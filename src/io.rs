//! Stream plumbing shared by the archive iterator and the record model.

use std::io::{BufRead, Cursor, Read};

use crate::digest::Hasher;

const WINDOW_LENGTH: usize = 8192;

/// Byte-exact position within the stream read so far.
pub trait LogicalPosition {
    fn logical_position(&self) -> u64;
}

/// Buffered reader over any [`Read`] that tracks the logical stream
/// position.
///
/// The buffer is a fixed window refilled only once it is exhausted, so it
/// never grows or compacts; callers accumulating lines of arbitrary length
/// do so in their own buffers through [`BufRead::read_until`]. Reads larger
/// than the window bypass it when it is empty.
pub struct TrackingReader<R: Read> {
    inner: R,
    window: Box<[u8]>,
    start: usize,
    end: usize,
    position: u64,
}

impl<R: Read> TrackingReader<R> {
    pub fn new(inner: R) -> Self {
        Self {
            inner,
            window: vec![0u8; WINDOW_LENGTH].into_boxed_slice(),
            start: 0,
            end: 0,
            position: 0,
        }
    }

    pub fn get_ref(&self) -> &R {
        &self.inner
    }

    pub fn get_mut(&mut self) -> &mut R {
        &mut self.inner
    }

    pub fn into_inner(self) -> R {
        self.inner
    }

    fn refill(&mut self) -> std::io::Result<usize> {
        self.start = 0;
        self.end = 0;
        self.end = self.inner.read(&mut self.window)?;

        Ok(self.end)
    }
}

impl<R: Read> Read for TrackingReader<R> {
    fn read(&mut self, buf: &mut [u8]) -> std::io::Result<usize> {
        let read_len = if self.start == self.end && buf.len() >= self.window.len() {
            self.inner.read(buf)?
        } else {
            if self.start == self.end {
                self.refill()?;
            }

            let available = &self.window[self.start..self.end];
            let read_len = available.len().min(buf.len());
            buf[..read_len].copy_from_slice(&available[..read_len]);
            self.start += read_len;
            read_len
        };

        self.position += read_len as u64;
        Ok(read_len)
    }
}

impl<R: Read> BufRead for TrackingReader<R> {
    fn fill_buf(&mut self) -> std::io::Result<&[u8]> {
        if self.start == self.end {
            self.refill()?;
        }

        Ok(&self.window[self.start..self.end])
    }

    fn consume(&mut self, amt: usize) {
        debug_assert!(amt <= self.end - self.start);
        self.start += amt;
        self.position += amt as u64;
    }
}

impl<R: Read> LogicalPosition for TrackingReader<R> {
    fn logical_position(&self) -> u64 {
        self.position
    }
}

/// Reader over exactly the block bytes of one record.
///
/// On the reading path this is a view into the archive's shared reader that
/// becomes empty once the record's declared length has been consumed. On
/// the writing path it wraps an in-memory payload. An optional tee feeds
/// every byte returned into a digest [`Hasher`].
pub struct BodyReader<'a> {
    source: BodySource<'a>,
    tee: Option<Hasher>,
}

enum BodySource<'a> {
    Stream {
        input: &'a mut dyn BufRead,
        remaining: &'a mut u64,
    },
    Bytes(Cursor<Vec<u8>>),
    Empty,
}

impl<'a> BodyReader<'a> {
    pub(crate) fn stream(input: &'a mut dyn BufRead, remaining: &'a mut u64) -> Self {
        Self {
            source: BodySource::Stream { input, remaining },
            tee: None,
        }
    }

    pub fn from_bytes(bytes: Vec<u8>) -> Self {
        Self {
            source: BodySource::Bytes(Cursor::new(bytes)),
            tee: None,
        }
    }

    pub(crate) fn empty() -> Self {
        Self {
            source: BodySource::Empty,
            tee: None,
        }
    }

    /// Returns whether a payload is attached at all.
    pub(crate) fn has_content(&self) -> bool {
        !matches!(self.source, BodySource::Empty)
    }

    /// Returns the number of unread payload bytes.
    pub fn remaining(&self) -> u64 {
        match &self.source {
            BodySource::Stream { remaining, .. } => **remaining,
            BodySource::Bytes(cursor) => {
                (cursor.get_ref().len() as u64).saturating_sub(cursor.position())
            }
            BodySource::Empty => 0,
        }
    }

    /// Installs a tee that observes every byte subsequently read.
    pub fn set_tee(&mut self, hasher: Hasher) {
        self.tee = Some(hasher);
    }

    /// Removes and returns the tee.
    pub fn take_tee(&mut self) -> Option<Hasher> {
        self.tee.take()
    }

    /// Reads one line, up to and including the next LF, into `line`.
    ///
    /// Returns the number of bytes read; 0 means the payload is exhausted.
    pub fn read_line_bytes(&mut self, line: &mut Vec<u8>) -> std::io::Result<usize> {
        line.clear();

        loop {
            let (done, used) = {
                let available = match &mut self.source {
                    BodySource::Stream { input, remaining } => {
                        let available = input.fill_buf()?;
                        let upper = available
                            .len()
                            .min(usize::try_from(**remaining).unwrap_or(usize::MAX));
                        &available[..upper]
                    }
                    BodySource::Bytes(cursor) => cursor.fill_buf()?,
                    BodySource::Empty => &[],
                };

                if available.is_empty() {
                    (true, 0)
                } else if let Some(i) = available.iter().position(|&b| b == b'\n') {
                    line.extend_from_slice(&available[..=i]);
                    (true, i + 1)
                } else {
                    line.extend_from_slice(available);
                    (false, available.len())
                }
            };

            if used > 0 {
                self.consume_source(used);
            }

            if done {
                break;
            }
        }

        if let Some(tee) = &mut self.tee {
            tee.update(line);
        }

        Ok(line.len())
    }

    fn consume_source(&mut self, amount: usize) {
        match &mut self.source {
            BodySource::Stream { input, remaining } => {
                input.consume(amount);
                **remaining -= amount as u64;
            }
            BodySource::Bytes(cursor) => cursor.consume(amount),
            BodySource::Empty => {}
        }
    }
}

impl Read for BodyReader<'_> {
    fn read(&mut self, buf: &mut [u8]) -> std::io::Result<usize> {
        let read_len = match &mut self.source {
            BodySource::Stream { input, remaining } => {
                let upper = buf
                    .len()
                    .min(usize::try_from(**remaining).unwrap_or(usize::MAX));

                if upper == 0 {
                    0
                } else {
                    let read_len = input.read(&mut buf[..upper])?;
                    **remaining -= read_len as u64;
                    read_len
                }
            }
            BodySource::Bytes(cursor) => cursor.read(buf)?,
            BodySource::Empty => 0,
        };

        if read_len > 0 {
            if let Some(tee) = &mut self.tee {
                tee.update(&buf[..read_len]);
            }
        }

        Ok(read_len)
    }
}

impl std::fmt::Debug for BodyReader<'_> {
    fn fmt(&self, f: &mut std::fmt::Formatter<'_>) -> std::fmt::Result {
        let source = match &self.source {
            BodySource::Stream { .. } => "stream",
            BodySource::Bytes(..) => "bytes",
            BodySource::Empty => "empty",
        };

        f.debug_struct("BodyReader")
            .field("source", &source)
            .field("remaining", &self.remaining())
            .field("teed", &self.tee.is_some())
            .finish()
    }
}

___

Description of the task:
Exactly reproduce every line found in the records.

Exercise answer:
filename src/io.rs
//! Stream plumbing shared by the archive iterator and the record model.

use std::io::{BufRead, Cursor, Read};

use crate::digest::Hasher;

const WINDOW_LENGTH: usize = 8192;

/// Byte-exact position within the stream read so far.
pub trait LogicalPosition {
    fn logical_position(&self) -> u64;
}

/// Buffered reader over any [`Read`] that tracks the logical stream
/// position.
///
/// The buffer is a fixed window refilled only once it is exhausted, so it
/// never grows or compacts; callers accumulating lines of arbitrary length
/// do so in their own buffers through [`BufRead::read_until`]. Reads larger
/// than the window bypass it when it is empty.
pub struct TrackingReader<R: Read> {
    inner: R,
    window: Box<[u8]>,
    start: usize,
    end: usize,
    position: u64,
}

impl<R: Read> TrackingReader<R> {
    pub fn new(inner: R) -> Self {
        Self {
            inner,
            window: vec![0u8; WINDOW_LENGTH].into_boxed_slice(),
            start: 0,
            end: 0,
            position: 0,
        }
    }

    pub fn get_ref(&self) -> &R {
        &self.inner
    }

    pub fn get_mut(&mut self) -> &mut R {
        &mut self.inner
    }

    pub fn into_inner(self) -> R {
        self.inner
    }

    fn refill(&mut self) -> std::io::Result<usize> {
        self.start = 0;
        self.end = 0;
        self.end = self.inner.read(&mut self.window)?;

        Ok(self.end)
    }
}

impl<R: Read> Read for TrackingReader<R> {
    fn read(&mut self, buf: &mut [u8]) -> std::io::Result<usize> {
        let read_len = if self.start == self.end && buf.len() >= self.window.len() {
            self.inner.read(buf)?
        } else {
            if self.start == self.end {
                self.refill()?;
            }

            let available = &self.window[self.start..self.end];
            let read_len = available.len().min(buf.len());
            buf[..read_len].copy_from_slice(&available[..read_len]);
            self.start += read_len;
            read_len
        };

        self.position += read_len as u64;
        Ok(read_len)
    }
}

impl<R: Read> BufRead for TrackingReader<R> {
    fn fill_buf(&mut self) -> std::io::Result<&[u8]> {
        if self.start == self.end {
            self.refill()?;
        }

        Ok(&self.window[self.start..self.end])
    }

    fn consume(&mut self, amt: usize) {
        debug_assert!(amt <= self.end - self.start);
        self.start += amt;
        self.position += amt as u64;
    }
}

impl<R: Read> LogicalPosition for TrackingReader<R> {
    fn logical_position(&self) -> u64 {
        self.position
    }
}

/// Reader over exactly the block bytes of one record.
///
/// On the reading path this is a view into the archive's shared reader that
/// becomes empty once the record's declared length has been consumed. On
/// the writing path it wraps an in-memory payload. An optional tee feeds
/// every byte returned into a digest [`Hasher`].
pub struct BodyReader<'a> {
    source: BodySource<'a>,
    tee: Option<Hasher>,
}

enum BodySource<'a> {
    Stream {
        input: &'a mut dyn BufRead,
        remaining: &'a mut u64,
    },
    Bytes(Cursor<Vec<u8>>),
    Empty,
}

impl<'a> BodyReader<'a> {
    pub(crate) fn stream(input: &'a mut dyn BufRead, remaining: &'a mut u64) -> Self {
        Self {
            source: BodySource::Stream { input, remaining },
            tee: None,
        }
    }

    pub fn from_bytes(bytes: Vec<u8>) -> Self {
        Self {
            source: BodySource::Bytes(Cursor::new(bytes)),
            tee: None,
        }
    }

    pub(crate) fn empty() -> Self {
        Self {
            source: BodySource::Empty,
            tee: None,
        }
    }

    /// Returns whether a payload is attached at all.
    pub(crate) fn has_content(&self) -> bool {
        !matches!(self.source, BodySource::Empty)
    }

    /// Returns the number of unread payload bytes.
    pub fn remaining(&self) -> u64 {
        match &self.source {
            BodySource::Stream { remaining, .. } => **remaining,
            BodySource::Bytes(cursor) => {
                (cursor.get_ref().len() as u64).saturating_sub(cursor.position())
            }
            BodySource::Empty => 0,
        }
    }

    /// Installs a tee that observes every byte subsequently read.
    pub fn set_tee(&mut self, hasher: Hasher) {
        self.tee = Some(hasher);
    }

    /// Removes and returns the tee.
    pub fn take_tee(&mut self) -> Option<Hasher> {
        self.tee.take()
    }

    /// Reads one line, up to and including the next LF, into `line`.
    ///
    /// Returns the number of bytes read; 0 means the payload is exhausted.
    pub fn read_line_bytes(&mut self, line: &mut Vec<u8>) -> std::io::Result<usize> {
        line.clear();

        loop {
            let (done, used) = {
                let available = match &mut self.source {
                    BodySource::Stream { input, remaining } => {
                        let available = input.fill_buf()?;
                        let upper = available
                            .len()
                            .min(usize::try_from(**remaining).unwrap_or(usize::MAX));
                        &available[..upper]
                    }
                    BodySource::Bytes(cursor) => cursor.fill_buf()?,
                    BodySource::Empty => &[],
                };

                if available.is_empty() {
                    (true, 0)
                } else if let Some(i) = available.iter().position(|&b| b == b'\n') {
                    line.extend_from_slice(&available[..=i]);
                    (true, i + 1)
                } else {
                    line.extend_from_slice(available);
                    (false, available.len())
                }
            };

            if used > 0 {
                self.consume_source(used);
            }

            if done {
                break;
            }
        }

        if let Some(tee) = &mut self.tee {
            tee.update(line);
        }

        Ok(line.len())
    }

    fn consume_source(&mut self, amount: usize) {
        match &mut self.source {
            BodySource::Stream { input, remaining } => {
                input.consume(amount);
                **remaining -= amount as u64;
            }
            BodySource::Bytes(cursor) => cursor.consume(amount),
            BodySource::Empty => {}
        }
    }
}

impl Read for BodyReader<'_> {
    fn read(&mut self, buf: &mut [u8]) -> std::io::Result<usize> {
        let read_len = match &mut self.source {
            BodySource::Stream { input, remaining } => {
                let upper = buf
                    .len()
                    .min(usize::try_from(**remaining).unwrap_or(usize::MAX));

                if upper == 0 {
                    0
                } else {
                    let read_len = input.read(&mut buf[..upper])?;
                    **remaining -= read_len as u64;
                    read_len
                }
            }
            BodySource::Bytes(cursor) => cursor.read(buf)?,
            BodySource::Empty => 0,
        };

        if read_len > 0 {
            if let Some(tee) = &mut self.tee {
                tee.update(&buf[..read_len]);
            }
        }

        Ok(read_len)
    }
}

impl std::fmt::Debug for BodyReader<'_> {
    fn fmt(&self, f: &mut std::fmt::Formatter<'_>) -> std::fmt::Result {
        let source = match &self.source {
            BodySource::Stream { .. } => "stream",
            BodySource::Bytes(..) => "bytes",
            BodySource::Empty => "empty",
        };

        f.debug_struct("BodyReader")
            .field("source", &source)
            .field("remaining", &self.remaining())
            .field("teed", &self.tee.is_some())
            .finish()
    }
}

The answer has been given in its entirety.